Koer, Malak’s sharp-faced lieutenant, approached from the command tent. “The capture was clean. Malak is pleased, but the men are restless. They expected gold, not a cat. Malak wants to know when you will have the key.”
Polan turned. He offered Koer the polite, indulgent smile reserved for a slow child. “Patience, Koer. The key is not a piece of metal you twist. The Spurs’ container is bio-magically sealed. If we force it, the contents incinerate. We require the courier to open it of his own free will.”
He gestured with his wine glass toward the lynx. “And this... this is how we engineer that will. Why waste energy torturing the man, when we can simply squeeze his soul? When Ky sees the pressure we can apply to his other half, his compliance will be absolute. It is a simple equation.”
Koer looked at the cage, a ghost of unease crossing his face. “The men are concerned about the trail, my lord. We covered our tracks heavily, as you ordered. It is barely a ghost of a path. If the Spur cannot follow it, the trap fails.”
“He will follow,” Polan said, his voice smooth with certainty. “He is an instructor. If you leave a highway, he smells a lure and brings an army. If you leave a puzzle, he sees a fleeing enemy andcomes alone. To fool a master tracker, Koer, you must make him believe he is the hunter. The difficulty validates the chase.”

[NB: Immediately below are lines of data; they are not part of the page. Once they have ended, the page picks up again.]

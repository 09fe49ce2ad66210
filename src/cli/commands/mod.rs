//! CLI command implementations

mod autostart;
pub mod rebuild;
pub mod run;
pub mod serve;
pub mod start;
pub mod status;
pub mod stop;

pub use rebuild::execute as rebuild;
pub use run::execute as run;
pub use serve::execute as serve;
pub use start::execute as start;
pub use status::execute as status;
pub use stop::execute as stop;

use crate::config::{Config, ConfigManager, CONFIG_ENV, WORKING_DIR_ENV};
use crate::daemon::{Daemon, OsProcessController, StopPolicy};
use crate::error::{GorunError, GorunResult};
use crate::rpc::Client;
use std::time::Duration;

/// Client for the configured socket and request timeout
pub(crate) fn client(paths: &ConfigManager, config: &Config) -> Client {
    Client::new(paths.socket_path(config))
        .with_timeout(Duration::from_secs(config.client.request_timeout_secs))
}

/// Daemon that re-executes this binary as `<exe> run`
///
/// The child gets the working directory and config path explicitly so it
/// agrees with the caller even if the caller's environment differs.
pub(crate) fn daemon(paths: &ConfigManager, config: &Config) -> GorunResult<Daemon> {
    let exe = std::env::current_exe()
        .map_err(|e| GorunError::io("locating the gorund executable", e))?;

    let controller = OsProcessController::new(exe, ["run"])
        .env(WORKING_DIR_ENV, paths.working_dir())
        .env(CONFIG_ENV, paths.config_path())
        .with_policy(StopPolicy::from_config(&config.daemon));

    Ok(Daemon::new(paths, Box::new(controller)))
}
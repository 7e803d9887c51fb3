// Core modules
pub mod backfill;
pub mod clock;
pub mod config;
pub mod engine;
pub mod execution;
pub mod journal;
pub mod models;
pub mod range;
pub mod sim;
pub mod stream;

// Re-export commonly used types
pub use config::EngineConfig;
pub use engine::{Engine, EngineError, EngineEvent, EngineSnapshot};
pub use models::*;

“Lord Malak trusts your... methods,” Koer conceded. “The final trap is being prepared at the location you designated on your maps.”
“Excellent,” Polan said, turning back to the cage. “Ensure the iron rods are driven deep. We need total saturation. You have your orders.”

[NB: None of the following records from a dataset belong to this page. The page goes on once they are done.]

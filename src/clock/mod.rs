// Exchange-local session time <-> absolute instant conversion
use chrono::offset::LocalResult;
use chrono::{DateTime, NaiveDate, NaiveTime, TimeZone, Utc};
use chrono_tz::Tz;
use thiserror::Error;

#[derive(Debug, Error, Clone, PartialEq)]
pub enum ClockError {
    #[error("unknown timezone '{0}'")]
    UnknownTimezone(String),

    #[error("local time {time} on {date} does not exist in {tz} (clock gap)")]
    Nonexistent {
        date: NaiveDate,
        time: NaiveTime,
        tz: String,
    },

    #[error("local time {time} on {date} is ambiguous in {tz} (clock reversal)")]
    Ambiguous {
        date: NaiveDate,
        time: NaiveTime,
        tz: String,
    },

    #[error("session times out of order on {date}: {detail}")]
    OutOfOrder { date: NaiveDate, detail: String },
}

/// A local session time and the absolute instant derived from it
///
/// The UTC value is always computed from `local`, never rebuilt separately.
#[derive(Debug, Clone, Copy, PartialEq)]
pub struct SessionInstant {
    pub local: DateTime<Tz>,
    pub utc: DateTime<Utc>,
}

impl SessionInstant {
    fn from_local(local: DateTime<Tz>) -> Self {
        Self {
            utc: local.with_timezone(&Utc),
            local,
        }
    }
}

/// The three instants that drive one stream for one trading date
#[derive(Debug, Clone, Copy, PartialEq)]
pub struct SessionTimes {
    pub trading_date: NaiveDate,
    pub window_start: SessionInstant,
    pub lock: SessionInstant,
    pub cutoff: SessionInstant,
}

impl SessionTimes {
    /// Observation window length
    pub fn window_len(&self) -> chrono::Duration {
        self.lock.utc - self.window_start.utc
    }
}

/// Converts trading date + exchange-local time into absolute instants
#[derive(Debug, Clone, Copy, PartialEq)]
pub struct SessionClock {
    tz: Tz,
}

impl SessionClock {
    pub fn new(tz: Tz) -> Self {
        Self { tz }
    }

    /// Build a clock from an IANA name such as "America/Chicago"
    pub fn from_name(name: &str) -> Result<Self, ClockError> {
        let tz: Tz = name
            .parse()
            .map_err(|_| ClockError::UnknownTimezone(name.to_string()))?;
        Ok(Self { tz })
    }

    pub fn timezone(&self) -> Tz {
        self.tz
    }

    /// Resolve a local time on a given date using that date's offset
    pub fn resolve(&self, date: NaiveDate, time: NaiveTime) -> Result<SessionInstant, ClockError> {
        match self.tz.from_local_datetime(&date.and_time(time)) {
            LocalResult::Single(local) => Ok(SessionInstant::from_local(local)),
            LocalResult::None => Err(ClockError::Nonexistent {
                date,
                time,
                tz: self.tz.name().to_string(),
            }),
            LocalResult::Ambiguous(_, _) => Err(ClockError::Ambiguous {
                date,
                time,
                tz: self.tz.name().to_string(),
            }),
        }
    }

    /// Absolute instant for a trading date and local time of day
    pub fn to_instant(&self, date: NaiveDate, time: NaiveTime) -> Result<DateTime<Utc>, ClockError> {
        Ok(self.resolve(date, time)?.utc)
    }

    /// Exchange-local view of an absolute instant
    pub fn to_local(&self, instant: DateTime<Utc>) -> DateTime<Tz> {
        instant.with_timezone(&self.tz)
    }

    /// Exchange-local calendar date of an instant
    pub fn trading_date(&self, instant: DateTime<Utc>) -> NaiveDate {
        self.to_local(instant).date_naive()
    }

    /// Resolve window start, lock and cutoff for one date
    ///
    /// Requires `window_start < lock < cutoff` on the absolute timeline.
    pub fn session_times(
        &self,
        date: NaiveDate,
        window_start: NaiveTime,
        lock: NaiveTime,
        cutoff: NaiveTime,
    ) -> Result<SessionTimes, ClockError> {
        let window_start = self.resolve(date, window_start)?;
        let lock = self.resolve(date, lock)?;
        let cutoff = self.resolve(date, cutoff)?;

        if window_start.utc >= lock.utc {
            return Err(ClockError::OutOfOrder {
                date,
                detail: format!(
                    "window start {} is not before lock {}",
                    window_start.local, lock.local
                ),
            });
        }
        if lock.utc >= cutoff.utc {
            return Err(ClockError::OutOfOrder {
                date,
                detail: format!("lock {} is not before cutoff {}", lock.local, cutoff.local),
            });
        }

        Ok(SessionTimes {
            trading_date: date,
            window_start,
            lock,
            cutoff,
        })
    }
}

The lieutenant gave a nod and departed. Polan watched him go, feeling a flicker of disdain. Let Malak have his petty banditry. Polan was playing a much longer game.
He returned to his command tent, the movement jarred his injured left arm, a souvenir from the explosion Gessa had caused during her escape.
The healers had saved the arm, but it would always be stiff, the skin mottled and tight. Good. Let it be a reminder. It was the scar of his own leniency. He had tried to treat Gessa as a partner capable of reason. The explosion had burned that weakness right out of him.
He looked down at the maps pinned to the table, his eyes tracing the ancient leylines that the Spurs had spent centuries obscuring. They had grown fat on Volanus birthrights, hiding behind their crumbling monopoly while they whispered poison into Gessa’s ear. They hadn’t just stolen a “key” to the legacy; they had attempted to hollow out the foundation of his house.
His gaze drifted to the cage visible through the tent flap, then back to the dossier on the table. The “Iron Spur.”
Even now, the memory of the cripple’s hand on Gessa’s shoulder—that casual, possessive familiarity—made Polan’s stomach churn. It was a stain on his property. A broken, limping animal had dared to touch a Volanus asset as if they were equals.
But the revulsion quickly cooled into a thin, sharp smile. The insult was grotesque, yes, but it was also a gift. That misplaced protective instinct was a leash, and Polan now held the end of it.
He felt a distinct thrill of anticipation. He had the first variable in the cage outside. The beast would draw the master. And once he had the cripple in hand, the real work would begin.
He wouldn’t kill Ky. That was the clumsy recourse of a common thug. No, Polan would dismantle him. He would peel back the layers of the man’s defiance until only the raw nerve endings remained. Then he would use Ky’s agony to recalibrate Gessa, to prove to her, methodically and undeniably, that her hero was nothing but fragile biology waiting to break.
It was an elegant solution. A perfect trap. Polan looked down at the map. The symmetry of the design was perfect.